Joakim se mit tout de suite à fouiller les allées. Il trouva un homme en habits de jardinier à quatre pattes dans un parterre.

– Bonjour.

Le jardinier leva les yeux, « Bonjour », et il se remit à travailler. Joakim fit la moue, il recommença à chercher alentour, mais n'apercevant personne d'autre il se retourna vers le jardinier.

– Excusez-moi, dit-il franchement, je cherche quelqu'un qui pourrait me renseigner à propos de quelque chose qui brûlerait les plantes ?

L'autre releva la tête à nouveau. Il prit l'air de réfléchir une seconde.

– Eh bien... Il y a le feu, par exemple ?

– Oui, bien sûr, mais je veux dire...

– Une forte chaleur, à la limite ?

– Oui, mais...

– Ou alors des radiations, mais je ne suis pas sûr.

– Non non non, rien de tout ça. Je veux dire, quelque chose qui brûlerait les plantes quelque part, on ne sait pas où. Quelque chose qu'on ne connaît pas.

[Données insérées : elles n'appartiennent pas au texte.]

//! The PDF decode worker: a process-wide pdfium binding.
//!
//! pdfium is a C++ library loaded at runtime. Binding it is a one-time
//! process setup step, so it lives behind [`RenderWorker::init`], which is
//! safe to call any number of times: the first successful call binds the
//! library, later calls return the same worker. Rendering itself happens on
//! `spawn_blocking` threads; the worker only provides the shared binding.
//!
//! Library resolution, first match wins:
//!
//! 1. `PDFIUM_LIB_PATH` pointing at an existing library file
//! 2. the platform library inside `{cache_dir}/flipflow/pdfium/`
//! 3. the system library search path

use crate::error::RenderError;
use once_cell::sync::OnceCell;
use pdfium_render::prelude::Pdfium;
use std::path::{Path, PathBuf};
use tracing::{debug, info};

static WORKER: OnceCell<RenderWorker> = OnceCell::new();

/// Shared pdfium binding used by every render.
pub struct RenderWorker {
    pdfium: Pdfium,
    library: Option<PathBuf>,
}

impl RenderWorker {
    /// Bind pdfium once per process and return the shared worker.
    pub fn init() -> Result<&'static RenderWorker, RenderError> {
        WORKER.get_or_try_init(|| {
            let (pdfium, library) = bind()?;
            match &library {
                Some(path) => info!("PDF decode worker bound to {}", path.display()),
                None => info!("PDF decode worker bound to system pdfium"),
            }
            Ok(RenderWorker { pdfium, library })
        })
    }

    /// The worker, if [`RenderWorker::init`] has succeeded.
    pub fn get() -> Option<&'static RenderWorker> {
        WORKER.get()
    }

    pub fn is_initialized() -> bool {
        WORKER.get().is_some()
    }

    /// Path of the bound library, `None` for the system library.
    pub fn library_path(&self) -> Option<&Path> {
        self.library.as_deref()
    }

    pub(crate) fn pdfium(&self) -> &Pdfium {
        &self.pdfium
    }
}

/// Directory searched for a previously installed pdfium library.
///
/// Override with `FLIPFLOW_CACHE_DIR`.
pub fn pdfium_cache_dir() -> PathBuf {
    if let Ok(dir) = std::env::var("FLIPFLOW_CACHE_DIR") {
        return PathBuf::from(dir).join("pdfium");
    }
    dirs::cache_dir()
        .or_else(|| dirs::home_dir().map(|h| h.join(".cache")))
        .unwrap_or_else(std::env::temp_dir)
        .join("flipflow")
        .join("pdfium")
}

fn bind() -> Result<(Pdfium, Option<PathBuf>), RenderError> {
    if let Ok(env_path) = std::env::var("PDFIUM_LIB_PATH") {
        let path = PathBuf::from(env_path);
        if path.exists() {
            return bind_at(&path).map(|p| (p, Some(path)));
        }
        debug!("PDFIUM_LIB_PATH '{}' does not exist; ignoring", path.display());
    }

    let cached = Pdfium::pdfium_platform_library_name_at_path(&pdfium_cache_dir());
    if cached.exists() {
        return bind_at(&cached).map(|p| (p, Some(cached)));
    }

    Pdfium::bind_to_system_library()
        .map(|bindings| (Pdfium::new(bindings), None))
        .map_err(|e| RenderError::WorkerUnavailable(format!("{e:?}")))
}

fn bind_at(path: &Path) -> Result<Pdfium, RenderError> {
    Pdfium::bind_to_library(path)
        .map(Pdfium::new)
        .map_err(|e| RenderError::WorkerUnavailable(format!("{}: {e:?}", path.display())))
}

Le jardinier se mit à genoux dans la terre et le considéra d'un air bizarre.

– Tu cherches quelqu'un qui pourrait te renseigner sur quelque chose qu'on ne connaît pas quelque part on ne sait pas où ?

– Je veux dire...

– Joakim, je t'avais dit de me laisser faire !

Elgud arrivait en trottant.

– Excuse-le, Tudi.

– Salut Elgud ! Qu'est-ce qui t'amène ?

En quelques mots bien choisis, Elgud lui expliqua ce qu'ils cherchaient.

– Jamais entendu parler de ça.

– Il y a quelqu'un d'autre dans le parc qui pourrait avoir une idée ?

– Ina, peut-être.

– Ina ?

Tudi leur indiqua le fond du parc.

– Merci Tudi.

Joakim et Elgud s'y pressèrent. Ils se retrouvèrent face à la clairière où se tenait jadis le cheval du roi Marc'h.

Et alors Elgud se figea à l'entrée.

Une main en l'air pour indiquer à Joakim de ne plus bouger, comme s'il ne voulait pas effrayer un animal sauvage.

Au fond de la clairière se trouvait la jeune femme de ce jour-là, celle qui était repartie sur le dos du cheval de bronze. Elle finissait de remplir un arrosoir.

Joakim sentit son cœur sursauter dans sa poitrine.

La fille se mettait à traverser la clairière, et tous les oiseaux dans les arbres la suivaient, toutes les fleurs des parterres se tordaient sur leur tige pour se maintenir face à elle.

Elle continua de les ignorer le temps qu'elle finît d'arroser un parterre. Un arc-en-ciel brillait dans les filets d'eau, même si le ciel était nuageux et que la clairière était dans l'ombre. Les oiseaux piaillaient gaiement au-dessus de sa tête. Elgud sourit de son sourire qui ressemblait à une fenêtre pleine de carreaux cassés, et il fila droit vers elle.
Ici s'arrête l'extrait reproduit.